__What the task requires__.
Check each line below for "contains" and give the count of those that have it, nothing else.

[Collected data entries]
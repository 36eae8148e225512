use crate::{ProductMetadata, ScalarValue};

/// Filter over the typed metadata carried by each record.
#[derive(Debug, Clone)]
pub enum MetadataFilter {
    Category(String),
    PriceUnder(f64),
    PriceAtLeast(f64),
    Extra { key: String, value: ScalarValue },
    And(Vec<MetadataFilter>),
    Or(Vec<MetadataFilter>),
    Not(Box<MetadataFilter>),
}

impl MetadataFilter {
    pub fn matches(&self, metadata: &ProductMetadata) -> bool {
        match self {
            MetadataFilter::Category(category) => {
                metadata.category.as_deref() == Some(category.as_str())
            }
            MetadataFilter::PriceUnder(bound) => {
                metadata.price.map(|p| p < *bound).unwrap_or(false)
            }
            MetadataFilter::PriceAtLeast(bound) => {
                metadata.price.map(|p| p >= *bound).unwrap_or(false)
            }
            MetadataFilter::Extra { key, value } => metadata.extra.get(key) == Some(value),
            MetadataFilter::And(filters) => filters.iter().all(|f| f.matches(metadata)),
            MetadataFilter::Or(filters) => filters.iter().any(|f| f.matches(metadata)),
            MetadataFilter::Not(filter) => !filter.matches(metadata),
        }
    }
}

--

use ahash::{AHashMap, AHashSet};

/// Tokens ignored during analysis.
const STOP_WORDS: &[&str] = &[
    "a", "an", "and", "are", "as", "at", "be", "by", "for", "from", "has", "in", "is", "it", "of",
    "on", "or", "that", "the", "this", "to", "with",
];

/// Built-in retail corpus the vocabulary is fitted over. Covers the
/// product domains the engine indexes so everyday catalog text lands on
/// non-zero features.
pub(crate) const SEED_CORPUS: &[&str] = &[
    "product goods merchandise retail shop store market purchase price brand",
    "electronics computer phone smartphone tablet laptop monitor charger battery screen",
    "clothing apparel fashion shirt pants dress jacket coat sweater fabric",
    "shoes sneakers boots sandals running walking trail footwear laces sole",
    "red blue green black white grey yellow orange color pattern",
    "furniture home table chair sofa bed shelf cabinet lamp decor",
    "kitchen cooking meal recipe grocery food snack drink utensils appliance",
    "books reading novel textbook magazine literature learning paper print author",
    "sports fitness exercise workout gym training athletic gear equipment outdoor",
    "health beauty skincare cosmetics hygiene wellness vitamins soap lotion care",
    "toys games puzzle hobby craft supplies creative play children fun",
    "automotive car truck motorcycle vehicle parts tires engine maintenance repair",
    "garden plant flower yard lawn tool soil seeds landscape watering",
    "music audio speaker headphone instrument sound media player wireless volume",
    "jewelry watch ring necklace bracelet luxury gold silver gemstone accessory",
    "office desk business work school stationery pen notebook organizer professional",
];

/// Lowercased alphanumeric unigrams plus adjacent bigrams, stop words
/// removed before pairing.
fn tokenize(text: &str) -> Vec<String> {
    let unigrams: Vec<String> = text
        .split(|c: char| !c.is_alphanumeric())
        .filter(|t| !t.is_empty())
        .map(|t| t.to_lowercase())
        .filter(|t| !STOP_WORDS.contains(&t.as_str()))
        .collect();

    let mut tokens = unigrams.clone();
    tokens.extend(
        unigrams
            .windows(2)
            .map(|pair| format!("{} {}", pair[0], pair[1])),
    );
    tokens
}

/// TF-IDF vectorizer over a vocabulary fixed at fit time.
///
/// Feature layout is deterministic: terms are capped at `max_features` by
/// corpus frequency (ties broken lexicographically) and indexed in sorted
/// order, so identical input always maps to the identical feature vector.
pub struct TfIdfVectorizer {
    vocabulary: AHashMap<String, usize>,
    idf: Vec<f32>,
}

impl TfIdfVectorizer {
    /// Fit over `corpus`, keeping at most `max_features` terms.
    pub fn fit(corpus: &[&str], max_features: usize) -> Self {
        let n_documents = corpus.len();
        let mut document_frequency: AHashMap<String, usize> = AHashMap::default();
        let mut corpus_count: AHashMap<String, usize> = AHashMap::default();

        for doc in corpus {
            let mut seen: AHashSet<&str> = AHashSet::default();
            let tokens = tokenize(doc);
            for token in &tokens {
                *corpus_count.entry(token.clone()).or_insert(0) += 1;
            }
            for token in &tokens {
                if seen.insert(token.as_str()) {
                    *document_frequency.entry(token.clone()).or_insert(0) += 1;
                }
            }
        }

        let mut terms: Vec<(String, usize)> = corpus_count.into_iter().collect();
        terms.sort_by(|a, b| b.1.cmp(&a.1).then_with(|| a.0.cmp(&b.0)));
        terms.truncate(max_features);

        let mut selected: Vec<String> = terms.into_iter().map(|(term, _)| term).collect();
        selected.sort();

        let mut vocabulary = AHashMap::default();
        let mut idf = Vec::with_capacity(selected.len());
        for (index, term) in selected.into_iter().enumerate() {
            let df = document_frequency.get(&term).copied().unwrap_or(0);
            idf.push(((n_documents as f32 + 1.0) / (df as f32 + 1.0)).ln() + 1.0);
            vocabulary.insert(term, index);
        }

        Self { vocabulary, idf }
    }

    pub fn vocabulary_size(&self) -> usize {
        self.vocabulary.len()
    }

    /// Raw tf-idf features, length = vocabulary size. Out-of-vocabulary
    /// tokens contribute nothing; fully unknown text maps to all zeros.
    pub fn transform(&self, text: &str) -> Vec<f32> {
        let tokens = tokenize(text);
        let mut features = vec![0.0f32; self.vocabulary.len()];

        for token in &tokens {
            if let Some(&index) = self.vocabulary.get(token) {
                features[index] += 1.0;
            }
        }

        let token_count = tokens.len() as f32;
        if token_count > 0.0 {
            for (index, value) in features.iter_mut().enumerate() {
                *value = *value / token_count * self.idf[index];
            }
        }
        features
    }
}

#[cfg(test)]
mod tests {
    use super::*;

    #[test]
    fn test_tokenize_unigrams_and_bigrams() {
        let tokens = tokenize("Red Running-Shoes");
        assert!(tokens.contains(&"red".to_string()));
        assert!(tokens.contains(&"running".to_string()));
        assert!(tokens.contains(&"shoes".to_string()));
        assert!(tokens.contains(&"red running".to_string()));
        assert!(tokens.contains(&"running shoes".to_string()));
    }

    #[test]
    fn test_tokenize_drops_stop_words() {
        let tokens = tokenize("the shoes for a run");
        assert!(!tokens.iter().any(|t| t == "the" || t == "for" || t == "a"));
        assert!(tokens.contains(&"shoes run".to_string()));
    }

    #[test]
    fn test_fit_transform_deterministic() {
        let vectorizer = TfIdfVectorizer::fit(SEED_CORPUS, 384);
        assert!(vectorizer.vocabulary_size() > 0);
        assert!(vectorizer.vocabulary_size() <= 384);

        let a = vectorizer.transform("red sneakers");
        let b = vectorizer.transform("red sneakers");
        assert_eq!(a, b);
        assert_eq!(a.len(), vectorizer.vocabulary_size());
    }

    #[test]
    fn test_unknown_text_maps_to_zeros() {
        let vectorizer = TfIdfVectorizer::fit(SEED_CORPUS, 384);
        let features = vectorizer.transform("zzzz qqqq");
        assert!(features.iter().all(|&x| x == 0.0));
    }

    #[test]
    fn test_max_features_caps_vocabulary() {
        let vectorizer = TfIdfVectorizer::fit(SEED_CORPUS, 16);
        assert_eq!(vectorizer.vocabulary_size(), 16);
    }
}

==

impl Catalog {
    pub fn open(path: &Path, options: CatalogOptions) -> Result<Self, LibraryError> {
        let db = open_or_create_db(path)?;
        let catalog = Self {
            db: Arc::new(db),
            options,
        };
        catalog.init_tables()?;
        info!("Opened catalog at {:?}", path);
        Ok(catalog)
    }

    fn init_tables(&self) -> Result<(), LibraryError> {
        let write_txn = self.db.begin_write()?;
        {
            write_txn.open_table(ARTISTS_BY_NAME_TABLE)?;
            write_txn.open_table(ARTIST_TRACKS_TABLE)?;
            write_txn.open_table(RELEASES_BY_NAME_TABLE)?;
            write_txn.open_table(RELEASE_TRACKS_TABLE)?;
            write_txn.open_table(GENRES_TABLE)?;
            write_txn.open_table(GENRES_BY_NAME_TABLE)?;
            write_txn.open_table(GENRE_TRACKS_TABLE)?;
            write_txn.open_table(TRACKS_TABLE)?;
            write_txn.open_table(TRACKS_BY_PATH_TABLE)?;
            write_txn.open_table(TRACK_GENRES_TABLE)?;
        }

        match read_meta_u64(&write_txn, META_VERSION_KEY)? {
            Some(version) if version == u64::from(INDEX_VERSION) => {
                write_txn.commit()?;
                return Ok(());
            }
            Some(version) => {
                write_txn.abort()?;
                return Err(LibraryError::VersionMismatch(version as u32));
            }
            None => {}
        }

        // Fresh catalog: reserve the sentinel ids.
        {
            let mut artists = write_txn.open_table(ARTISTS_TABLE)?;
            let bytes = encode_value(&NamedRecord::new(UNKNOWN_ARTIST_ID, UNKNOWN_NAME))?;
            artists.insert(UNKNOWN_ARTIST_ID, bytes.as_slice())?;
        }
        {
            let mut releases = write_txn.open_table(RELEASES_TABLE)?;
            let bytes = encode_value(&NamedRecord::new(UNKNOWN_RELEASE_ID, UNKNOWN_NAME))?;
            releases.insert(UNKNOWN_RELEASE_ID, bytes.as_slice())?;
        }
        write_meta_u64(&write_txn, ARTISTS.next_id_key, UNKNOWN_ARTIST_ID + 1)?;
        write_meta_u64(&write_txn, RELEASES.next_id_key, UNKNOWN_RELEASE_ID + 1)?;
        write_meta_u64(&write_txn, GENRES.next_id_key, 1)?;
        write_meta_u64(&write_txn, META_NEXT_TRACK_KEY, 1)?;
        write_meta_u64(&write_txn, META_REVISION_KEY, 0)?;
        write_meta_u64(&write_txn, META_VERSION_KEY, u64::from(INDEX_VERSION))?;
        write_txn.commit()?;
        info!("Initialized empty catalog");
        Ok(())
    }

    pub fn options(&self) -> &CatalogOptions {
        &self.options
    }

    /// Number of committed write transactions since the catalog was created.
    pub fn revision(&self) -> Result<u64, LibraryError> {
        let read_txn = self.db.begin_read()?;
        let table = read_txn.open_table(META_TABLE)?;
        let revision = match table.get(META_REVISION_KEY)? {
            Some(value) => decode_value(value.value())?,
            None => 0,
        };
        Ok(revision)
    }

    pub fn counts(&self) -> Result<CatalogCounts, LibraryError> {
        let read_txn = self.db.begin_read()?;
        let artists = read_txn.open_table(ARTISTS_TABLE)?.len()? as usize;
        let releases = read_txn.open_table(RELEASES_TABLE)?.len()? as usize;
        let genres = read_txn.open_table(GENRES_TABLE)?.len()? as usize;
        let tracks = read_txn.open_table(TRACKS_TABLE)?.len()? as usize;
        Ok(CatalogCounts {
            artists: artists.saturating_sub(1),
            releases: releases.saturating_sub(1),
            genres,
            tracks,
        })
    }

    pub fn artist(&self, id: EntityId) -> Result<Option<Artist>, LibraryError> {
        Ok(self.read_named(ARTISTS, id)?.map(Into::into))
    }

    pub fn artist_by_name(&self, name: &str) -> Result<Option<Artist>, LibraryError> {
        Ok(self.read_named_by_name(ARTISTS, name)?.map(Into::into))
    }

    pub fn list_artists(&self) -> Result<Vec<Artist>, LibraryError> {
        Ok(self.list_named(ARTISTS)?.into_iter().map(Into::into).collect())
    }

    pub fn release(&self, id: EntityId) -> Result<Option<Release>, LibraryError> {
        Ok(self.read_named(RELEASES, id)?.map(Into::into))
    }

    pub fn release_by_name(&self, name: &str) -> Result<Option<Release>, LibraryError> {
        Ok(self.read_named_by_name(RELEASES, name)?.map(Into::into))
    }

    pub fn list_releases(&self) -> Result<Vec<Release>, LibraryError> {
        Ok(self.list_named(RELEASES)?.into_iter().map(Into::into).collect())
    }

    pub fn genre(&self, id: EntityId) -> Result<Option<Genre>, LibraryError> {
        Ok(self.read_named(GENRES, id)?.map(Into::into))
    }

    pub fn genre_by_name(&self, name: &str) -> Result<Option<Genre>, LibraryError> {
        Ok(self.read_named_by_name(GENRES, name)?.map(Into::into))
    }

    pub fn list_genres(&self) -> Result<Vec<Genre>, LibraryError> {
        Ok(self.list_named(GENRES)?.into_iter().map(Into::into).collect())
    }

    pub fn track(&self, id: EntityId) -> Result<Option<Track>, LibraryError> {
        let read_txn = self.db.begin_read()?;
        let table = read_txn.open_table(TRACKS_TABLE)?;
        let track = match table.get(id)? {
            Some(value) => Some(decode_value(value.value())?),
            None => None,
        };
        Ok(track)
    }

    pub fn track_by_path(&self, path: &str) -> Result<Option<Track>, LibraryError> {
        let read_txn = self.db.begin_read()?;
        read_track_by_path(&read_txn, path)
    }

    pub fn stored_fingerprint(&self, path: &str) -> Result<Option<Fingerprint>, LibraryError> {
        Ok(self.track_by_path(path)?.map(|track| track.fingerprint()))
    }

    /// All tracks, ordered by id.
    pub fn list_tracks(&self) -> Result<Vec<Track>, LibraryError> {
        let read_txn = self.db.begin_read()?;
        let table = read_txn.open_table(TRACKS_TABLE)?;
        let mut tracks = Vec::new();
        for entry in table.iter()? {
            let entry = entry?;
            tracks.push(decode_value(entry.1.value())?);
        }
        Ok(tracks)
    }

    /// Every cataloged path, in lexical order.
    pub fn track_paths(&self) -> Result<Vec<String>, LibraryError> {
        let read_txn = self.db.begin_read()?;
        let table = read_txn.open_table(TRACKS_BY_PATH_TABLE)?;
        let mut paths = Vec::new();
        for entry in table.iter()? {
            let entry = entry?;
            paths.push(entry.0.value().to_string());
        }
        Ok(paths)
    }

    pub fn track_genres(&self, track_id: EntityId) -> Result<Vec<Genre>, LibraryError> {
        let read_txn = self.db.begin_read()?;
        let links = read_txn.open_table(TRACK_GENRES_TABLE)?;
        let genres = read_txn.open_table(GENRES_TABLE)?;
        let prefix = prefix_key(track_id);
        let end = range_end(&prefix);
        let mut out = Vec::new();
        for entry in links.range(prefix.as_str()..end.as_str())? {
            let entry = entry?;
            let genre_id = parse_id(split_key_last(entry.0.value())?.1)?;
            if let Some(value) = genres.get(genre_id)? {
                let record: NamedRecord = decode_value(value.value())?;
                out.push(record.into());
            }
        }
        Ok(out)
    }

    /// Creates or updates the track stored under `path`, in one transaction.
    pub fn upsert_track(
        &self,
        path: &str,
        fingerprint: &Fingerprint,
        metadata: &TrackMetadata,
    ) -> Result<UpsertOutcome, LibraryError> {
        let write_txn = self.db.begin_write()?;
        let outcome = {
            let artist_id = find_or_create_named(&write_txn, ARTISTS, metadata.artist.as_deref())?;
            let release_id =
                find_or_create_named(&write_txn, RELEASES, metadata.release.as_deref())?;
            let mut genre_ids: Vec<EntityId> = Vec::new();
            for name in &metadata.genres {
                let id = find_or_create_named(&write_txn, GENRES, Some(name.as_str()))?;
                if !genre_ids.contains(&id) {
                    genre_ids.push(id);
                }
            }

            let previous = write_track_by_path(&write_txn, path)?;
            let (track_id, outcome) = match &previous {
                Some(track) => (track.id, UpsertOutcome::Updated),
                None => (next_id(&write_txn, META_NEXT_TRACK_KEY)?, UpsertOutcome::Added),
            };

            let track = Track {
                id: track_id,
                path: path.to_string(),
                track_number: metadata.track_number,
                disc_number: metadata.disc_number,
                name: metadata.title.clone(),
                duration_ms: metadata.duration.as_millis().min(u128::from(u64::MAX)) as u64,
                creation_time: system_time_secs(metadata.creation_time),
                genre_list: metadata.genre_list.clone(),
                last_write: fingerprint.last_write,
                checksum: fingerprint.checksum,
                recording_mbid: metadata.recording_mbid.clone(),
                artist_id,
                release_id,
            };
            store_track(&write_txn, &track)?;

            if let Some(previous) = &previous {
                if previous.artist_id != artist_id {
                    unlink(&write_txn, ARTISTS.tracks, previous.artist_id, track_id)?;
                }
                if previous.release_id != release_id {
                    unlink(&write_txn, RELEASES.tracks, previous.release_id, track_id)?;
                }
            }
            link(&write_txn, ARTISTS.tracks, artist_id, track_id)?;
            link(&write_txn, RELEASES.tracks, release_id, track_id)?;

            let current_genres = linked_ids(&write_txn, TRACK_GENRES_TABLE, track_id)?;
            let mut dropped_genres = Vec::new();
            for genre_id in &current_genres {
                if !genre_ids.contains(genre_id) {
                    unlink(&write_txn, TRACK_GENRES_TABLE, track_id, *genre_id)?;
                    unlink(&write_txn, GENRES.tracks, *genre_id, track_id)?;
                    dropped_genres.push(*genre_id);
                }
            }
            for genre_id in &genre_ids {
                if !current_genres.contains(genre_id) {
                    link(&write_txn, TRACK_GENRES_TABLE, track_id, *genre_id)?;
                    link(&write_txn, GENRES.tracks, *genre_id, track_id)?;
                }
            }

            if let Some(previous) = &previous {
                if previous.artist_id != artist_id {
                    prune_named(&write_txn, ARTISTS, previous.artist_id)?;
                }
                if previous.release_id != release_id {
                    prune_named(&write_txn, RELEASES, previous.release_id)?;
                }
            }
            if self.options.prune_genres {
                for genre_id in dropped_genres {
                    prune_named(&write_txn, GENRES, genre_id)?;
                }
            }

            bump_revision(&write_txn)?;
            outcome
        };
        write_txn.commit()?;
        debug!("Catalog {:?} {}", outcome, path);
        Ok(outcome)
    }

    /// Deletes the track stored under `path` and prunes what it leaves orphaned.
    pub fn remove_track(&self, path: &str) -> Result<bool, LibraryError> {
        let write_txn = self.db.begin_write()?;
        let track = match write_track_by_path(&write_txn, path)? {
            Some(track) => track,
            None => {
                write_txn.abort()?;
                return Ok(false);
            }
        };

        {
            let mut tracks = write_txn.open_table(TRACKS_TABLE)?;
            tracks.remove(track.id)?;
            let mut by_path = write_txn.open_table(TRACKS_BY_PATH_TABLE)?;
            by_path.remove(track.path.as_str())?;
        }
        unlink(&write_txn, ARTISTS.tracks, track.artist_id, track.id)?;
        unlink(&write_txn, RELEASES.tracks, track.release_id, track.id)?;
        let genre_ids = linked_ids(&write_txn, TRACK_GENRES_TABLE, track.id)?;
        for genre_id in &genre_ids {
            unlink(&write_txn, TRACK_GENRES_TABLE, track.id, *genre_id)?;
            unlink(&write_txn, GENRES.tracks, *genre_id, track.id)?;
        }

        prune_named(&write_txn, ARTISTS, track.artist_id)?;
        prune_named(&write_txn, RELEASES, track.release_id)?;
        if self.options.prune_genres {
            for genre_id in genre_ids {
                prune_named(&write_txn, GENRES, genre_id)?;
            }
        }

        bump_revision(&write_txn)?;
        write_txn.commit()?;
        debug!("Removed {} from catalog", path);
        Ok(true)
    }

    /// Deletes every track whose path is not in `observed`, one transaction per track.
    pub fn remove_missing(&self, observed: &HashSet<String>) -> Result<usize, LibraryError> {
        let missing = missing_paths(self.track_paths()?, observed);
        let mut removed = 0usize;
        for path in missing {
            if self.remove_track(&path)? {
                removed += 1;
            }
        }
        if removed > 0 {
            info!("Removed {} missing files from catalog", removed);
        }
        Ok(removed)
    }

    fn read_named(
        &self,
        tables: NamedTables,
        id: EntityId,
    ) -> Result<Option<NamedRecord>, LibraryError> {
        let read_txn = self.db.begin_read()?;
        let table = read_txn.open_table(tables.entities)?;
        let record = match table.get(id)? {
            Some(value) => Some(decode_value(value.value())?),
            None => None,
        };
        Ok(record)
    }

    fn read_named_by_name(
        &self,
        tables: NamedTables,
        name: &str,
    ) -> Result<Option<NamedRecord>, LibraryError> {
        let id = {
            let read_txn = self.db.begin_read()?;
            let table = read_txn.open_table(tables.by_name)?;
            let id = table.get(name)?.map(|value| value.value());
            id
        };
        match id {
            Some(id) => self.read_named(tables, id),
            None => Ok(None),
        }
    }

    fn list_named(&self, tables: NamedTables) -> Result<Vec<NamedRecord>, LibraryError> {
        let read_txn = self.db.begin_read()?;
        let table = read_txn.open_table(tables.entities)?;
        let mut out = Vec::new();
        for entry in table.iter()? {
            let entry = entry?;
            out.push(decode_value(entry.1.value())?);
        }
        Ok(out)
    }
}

__Task solution__.
10